- XRP has spent roughly 70 days below its 50-week SMA, a timeframe that historically preceded major upside moves rather than deeper sell-offs.
- Past cycles show XRP often rallies sharply after reclaiming and holding this level, with gains ranging from 70% to over 800%.
- The current structure resembles long consolidation phases seen in assets like gold and silver, where major rallies followed patience, not panic.
XRP is back at a spot long-time holders know all too well. Market watcher STEPH recently pointed out that in every major cycle, XRP has dipped below its 50-week simple moving average, stayed there for a while, and then… turned sharply higher. Not immediately, not dramatically at first, but steadily enough to catch attention later.

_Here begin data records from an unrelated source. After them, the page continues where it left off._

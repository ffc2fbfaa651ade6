//! 프로비저닝 CLI 실행기.
//!
//! 셸을 거치지 않고 인자 목록으로 직접 실행하며, 값은 stdin으로만 전달한다.

use std::io::ErrorKind;
use std::process::Stdio;

use anyhow::{Context, Result, bail};
use async_trait::async_trait;
use tokio::io::AsyncWriteExt;
use tokio::process::Command;
use tracing::debug;

use crate::application::config::ProvisionerCommandSpec;
use crate::application::ports::ProvisioningClient;
use crate::domain::migration::DeploymentTarget;

/// 설정된 명령(기본 `vercel env add {key} {target}`)을 호출하는 클라이언트.
pub struct CommandProvisioner {
    spec: ProvisionerCommandSpec,
}

impl CommandProvisioner {
    pub fn new(spec: ProvisionerCommandSpec) -> Self {
        Self { spec }
    }
}

#[async_trait]
impl ProvisioningClient for CommandProvisioner {
    fn describe(&self, key: &str, target: DeploymentTarget) -> String {
        self.spec.display(key, target)
    }

    async fn provision(&self, key: &str, target: DeploymentTarget, value: &str) -> Result<()> {
        let args = self.spec.render_args(key, target);
        debug!(command = %self.spec.command, ?args, "spawning provisioner");

        let mut child = Command::new(&self.spec.command)
            .args(&args)
            .stdin(Stdio::piped())
            .stdout(Stdio::null())
            .stderr(Stdio::piped())
            .spawn()
            .with_context(|| format!("failed to spawn provisioner '{}'", self.spec.command))?;

        let mut stdin = child
            .stdin
            .take()
            .context("failed to open provisioner stdin")?;
        // The CLI may exit before reading stdin; its exit status carries the real error.
        if let Err(err) = stdin.write_all(value.as_bytes()).await
            && err.kind() != ErrorKind::BrokenPipe
        {
            return Err(err).context("failed to write value to provisioner stdin");
        }
        drop(stdin);

        let output = child
            .wait_with_output()
            .await
            .context("provisioner command execution failed")?;

        if !output.status.success() {
            let stderr = String::from_utf8_lossy(&output.stderr).trim().to_string();
            bail!(
                "'{}' exited with {}: {}",
                self.describe(key, target),
                output.status,
                if stderr.is_empty() {
                    "no stderr output"
                } else {
                    stderr.as_str()
                }
            );
        }

        Ok(())
    }
}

Historically, the numbers are hard to ignore. In previous cycles, XRP spent anywhere from 49 to 84 days below the 50-week SMA before reversing course. What followed were rallies ranging from roughly 70% on the low end to almost 850% on the high end. Right now, XRP has been sitting below that same level for about 70 days. That places it squarely inside a zone that, in the past, has marked the end of heavy downside pressure rather than the start of something worse.
Why the 50-Week SMA Still Matters
Looking at XRP’s weekly chart, it becomes clear why the 50-week SMA keeps showing up in these discussions. This moving average has consistently acted as a long-term trend filter, separating accumulation phases from expansion phases.
Back in 2017, once XRP reclaimed the 50-week SMA after a long base, the price moved aggressively higher within roughly ten weeks. It wasn’t a slow grind. It was a clear shift in behavior, from quiet accumulation into rapid expansion.
The 2021 cycle followed a similar script, just on a smaller scale. XRP moved back above the 50-week SMA, held it briefly, and then pushed roughly 70% higher in about seven weeks. Same rhythm, different magnitude. Reclaim the level, hold it, then let momentum build.
In the current cycle, the structure appears familiar again, only stretched out. XRP moved around its 50-week average, eventually pushed above it, and then surged more than 800% over a 10–12 week window. The pullback that followed wasn’t unexpected. Now, price is hovering near a rising 50-week SMA once again, not collapsing, just… resetting.

A Base That Looks Uncomfortable Before It Works
STEPH also drew a comparison that goes beyond crypto. Gold and silver went through similar long, boring phases before their major moves. Both assets spent years chopping sideways, losing market interest along the way. Participation faded. Sentiment cooled.
Then came a final shakeout, followed by a broad base. The big rallies didn’t start during the panic. They started after the base was already built.
Silver, for example, formed a higher low from late 2022 into early 2023 before launching into a strong move from 2025 to 2026. Gold followed a comparable path after its extended consolidation and clean breakout. The key detail is timing. The expansion came after patience, not during fear.
XRP’s current structure feels similar. It has spent years forming a wide range since its last peak, compressing volatility and interest at the same time. That kind of base doesn’t guarantee a breakout, but historically, it’s often where larger moves are born. Right now, XRP still looks like it’s building, not breaking.